Task statement: Which lines of the entries contain the string "struct"? Copy each of them.

Study material:
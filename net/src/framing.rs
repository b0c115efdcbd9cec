/*
Log records travel over TCP as a stream of XML fragments. There is no
length prefix; a record is complete when its last bytes are one of the
closing markers below, line feed included. The opening patterns are what
the server sniffs on a new connection to pick a protocol handler.
*/

/// Start of a plain log record.
pub const RECORD_OPEN: &[u8] = b"<record>";

/// Start of a full XML document, sent by clients that open with a declaration.
pub const XML_DECLARATION: &[u8] = b"<?xml";

/// A bare log-close tag, sent when a client finishes its log stream.
pub const LOG_CLOSE: &[u8] = b"</log>";

/// Marks the end of one complete record. Byte exact, including the line feed.
pub const RECORD_TERMINATOR: &[u8] = b"</record>\n";

/// Marks the end of the whole log stream. Byte exact, including the line feed.
pub const LOG_TERMINATOR: &[u8] = b"</log>\n";

/// All recognized connection-opening patterns, in handler order.
pub const HEADERS: [&[u8]; 3] = [RECORD_OPEN, XML_DECLARATION, LOG_CLOSE];

/// Length of the longest recognized header.
pub fn max_header_len() -> usize {
    HEADERS.iter().fold(0, |max, header| max.max(header.len()))
}
use log::{debug, warn};
use mio::net::TcpStream;
use mio::{Events, Interest, Poll, Token, Waker};
use slab::Slab;
use std::collections::VecDeque;
use std::io;
use std::net::Shutdown;
use std::sync::atomic::{AtomicBool, Ordering};
use std::sync::{Arc, Mutex};

use crate::config::ServerConfig;
use crate::proxy::RequestProxy;
use crate::workers::WorkerPool;

/// Reserved token for the listener's waker. Connection tokens come from the
/// slab and start at zero, so the top of the range is safe.
const WAKER_TOKEN: Token = Token(usize::MAX);

const EVENTS_CAPACITY: usize = 1024;

/// A requested change to one connection's registration. `None` interest
/// means deregister and close.
struct InterestChange {
    token: Token,
    interest: Option<Interest>,
}

struct ListenerShared {
    waker: Waker,
    accept_queue: Mutex<VecDeque<TcpStream>>,
    /// Registration changes awaiting the listener thread. Requests target
    /// different connections concurrently, so every one must survive until
    /// applied; the queue is drained in order after each poll pass.
    pending: Mutex<VecDeque<InterestChange>>,
    shutdown: AtomicBool,
}

/// Handle through which other threads ask a listener to change its
/// registrations. The listener thread is the only mutator of its poll, so
/// every request lands in the shared slot and a waker kick makes the
/// listener apply it.
#[derive(Clone)]
pub struct ListenerHandle {
    inner: Arc<ListenerShared>,
}

impl ListenerHandle {
    /// Switches the interest a connection is registered for.
    pub fn reregister(&self, token: Token, interest: Interest) {
        self.request(InterestChange {
            token,
            interest: Some(interest),
        });
    }

    /// Cancels the registration and closes the channel.
    pub fn close(&self, token: Token) {
        self.request(InterestChange {
            token,
            interest: None,
        });
    }

    /// Hands a freshly accepted channel to this listener.
    pub fn enqueue(&self, stream: TcpStream) {
        self.inner.accept_queue.lock().unwrap().push_back(stream);
        self.wake();
    }

    pub fn shutdown(&self) {
        self.inner.shutdown.store(true, Ordering::Relaxed);
        self.wake();
    }

    fn request(&self, change: InterestChange) {
        self.inner.pending.lock().unwrap().push_back(change);
        self.wake();
    }

    fn wake(&self) {
        if let Err(e) = self.inner.waker.wake() {
            warn!("Listener waker failed: {e}");
        }
    }
}

/// One event dispatch thread. Owns a poll instance and the registrations of
/// every connection assigned to it; accepted channels and registration
/// changes arrive through the shared handle and are applied only here.
pub struct Listener {
    id: usize,
    poll: Poll,
    connections: Slab<Arc<RequestProxy>>,
    shared: Arc<ListenerShared>,
    workers: Arc<WorkerPool>,
    config: Arc<ServerConfig>,
}

impl Listener {
    pub fn new(
        id: usize,
        workers: Arc<WorkerPool>,
        config: Arc<ServerConfig>,
    ) -> io::Result<(Self, ListenerHandle)> {
        let poll = Poll::new()?;
        let waker = Waker::new(poll.registry(), WAKER_TOKEN)?;
        let shared = Arc::new(ListenerShared {
            waker,
            accept_queue: Mutex::new(VecDeque::new()),
            pending: Mutex::new(VecDeque::new()),
            shutdown: AtomicBool::new(false),
        });
        let handle = ListenerHandle {
            inner: shared.clone(),
        };
        let listener = Self {
            id,
            poll,
            connections: Slab::new(),
            shared,
            workers,
            config,
        };
        Ok((listener, handle))
    }

    /// The dispatch loop. Blocks on the poll, flips ready proxies to
    /// scheduled and submits the fresh ones to the worker pool, then applies
    /// whatever arrived through the handle while the poll was parked.
    pub fn run(mut self) {
        let mut events = Events::with_capacity(EVENTS_CAPACITY);
        debug!("Listener {} running", self.id);
        loop {
            if let Err(e) = self.poll.poll(&mut events, None) {
                if e.kind() == io::ErrorKind::Interrupted {
                    continue;
                }
                warn!("Listener {}: poll failed: {}", self.id, e);
                break;
            }

            let mut fresh: Vec<Arc<RequestProxy>> = Vec::new();
            for event in events.iter() {
                if event.token() == WAKER_TOKEN {
                    continue;
                }
                let proxy = match self.connections.get(event.token().0) {
                    Some(proxy) => proxy,
                    None => continue,
                };
                // channel_ready reports whether a worker already owns the
                // connection; only unowned readable ones get a fresh
                // dispatch. Write readiness only matters to a worker
                // already mid-response, so it notifies without claiming.
                if event.is_readable() {
                    if !proxy.channel_ready() {
                        fresh.push(proxy.clone());
                    }
                } else if event.is_writable() {
                    proxy.write_ready();
                }
            }
            for proxy in fresh {
                self.workers.execute(Box::new(move || proxy.run()));
            }

            self.apply_pending();
            self.drain_accept_queue();

            if self.shared.shutdown.load(Ordering::Relaxed) {
                break;
            }
        }
        self.close_all();
        debug!("Listener {} stopped", self.id);
    }

    fn apply_pending(&mut self) {
        loop {
            let change = match self.shared.pending.lock().unwrap().pop_front() {
                Some(change) => change,
                None => break,
            };
            match change.interest {
                Some(interest) => {
                    if let Some(proxy) = self.connections.get(change.token.0) {
                        let mut stream = proxy.stream().lock().unwrap();
                        if let Err(e) = self.poll.registry().reregister(
                            &mut *stream,
                            change.token,
                            interest,
                        ) {
                            warn!(
                                "Listener {}: reregister of connection {} failed: {}",
                                self.id, change.token.0, e
                            );
                        }
                    }
                }
                None => self.remove_connection(change.token),
            }
        }
    }

    fn drain_accept_queue(&mut self) {
        loop {
            let stream = match self.shared.accept_queue.lock().unwrap().pop_front() {
                Some(stream) => stream,
                None => break,
            };
            let handle = ListenerHandle {
                inner: self.shared.clone(),
            };
            let entry = self.connections.vacant_entry();
            let token = Token(entry.key());
            let proxy = Arc::new(RequestProxy::new(token, stream, handle, &self.config));
            {
                let mut stream = proxy.stream().lock().unwrap();
                if let Err(e) =
                    self.poll
                        .registry()
                        .register(&mut *stream, token, Interest::READABLE)
                {
                    warn!("Listener {}: register of new connection failed: {}", self.id, e);
                    continue;
                }
            }
            entry.insert(proxy);
            debug!("Listener {}: accepted connection {}", self.id, token.0);
        }
    }

    fn remove_connection(&mut self, token: Token) {
        if !self.connections.contains(token.0) {
            return;
        }
        let proxy = self.connections.remove(token.0);
        {
            let mut stream = proxy.stream().lock().unwrap();
            if let Err(e) = self.poll.registry().deregister(&mut *stream) {
                debug!(
                    "Listener {}: deregister of connection {} failed: {}",
                    self.id, token.0, e
                );
            }
            let _ = stream.shutdown(Shutdown::Both);
        }
        proxy.mark_closed();
        debug!("Listener {}: closed connection {}", self.id, token.0);
    }

    fn close_all(&mut self) {
        let tokens: Vec<Token> = self.connections.iter().map(|(key, _)| Token(key)).collect();
        for token in tokens {
            self.remove_connection(token);
        }
    }
}
use std::{
    thread::{self, available_parallelism},
    time::Instant,
};

use stampede_client::{Level, LogClient, LogRecord};

pub fn run_test(authority: &str) {
    let repeat_count: usize = 10000;
    let concurrency = available_parallelism()
        .expect("Can't get the number of CPUs")
        .get();

    let start = Instant::now();

    let mut threads: Vec<thread::JoinHandle<()>> = Vec::with_capacity(concurrency);
    for index in 0..concurrency {
        let thread_id = index + 1;
        let authority = authority.to_owned();
        let worker = thread::Builder::new().name(format!("client-{}", thread_id));
        threads.push(
            worker
                .spawn(move || send_records(&authority, repeat_count, thread_id))
                .unwrap(),
        );
    }

    for thread in threads {
        thread.join().expect("Failed to join worker thread");
    }

    let elapsed = start.elapsed();
    println!(
        "Elapsed: {:.2?} sending {} records with {} concurrency",
        elapsed,
        concurrency * repeat_count,
        concurrency
    );
    println!(
        "Average throughput {} records/sec",
        thousands(
            &((concurrency * repeat_count) as f32 / (elapsed.as_micros() as f32 / 1000000.0))
                .floor()
                .to_string()
        )
    );
    println!(
        "Average latency {} µs",
        ((elapsed.as_micros() as f32) / ((concurrency * repeat_count) as f32)).floor()
    );
}

fn send_records(authority: &str, count: usize, thread_id: usize) {
    let mut client = LogClient::connect(authority)
        .unwrap_or_else(|e| panic!("Failed to connect to {}: {}", authority, e));

    let logger = format!("perftest.client{}", thread_id);
    for _ in 0..count {
        let level = match rand::random::<u8>() % 4 {
            0 => Level::Warning,
            1 => Level::Fine,
            2 => Level::Finest,
            _ => Level::Info,
        };
        let message = format!(
            "Benchmark payload {} from thread {}",
            rand::random::<u32>(),
            thread_id
        );
        let record = LogRecord::new(level, &logger, &message);
        client
            .send_record(&record)
            .expect("Failed to write record to stream");
    }

    client.finish().expect("Failed to close log stream");
}

fn thousands(number: &str) -> String {
    number
        .as_bytes()
        .rchunks(3)
        .rev()
        .map(std::str::from_utf8)
        .collect::<Result<Vec<&str>, _>>()
        .unwrap()
        .join(",")
}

Answer to this problem:
struct InterestChange {
struct ListenerShared {
pub struct ListenerHandle {
pub struct Listener {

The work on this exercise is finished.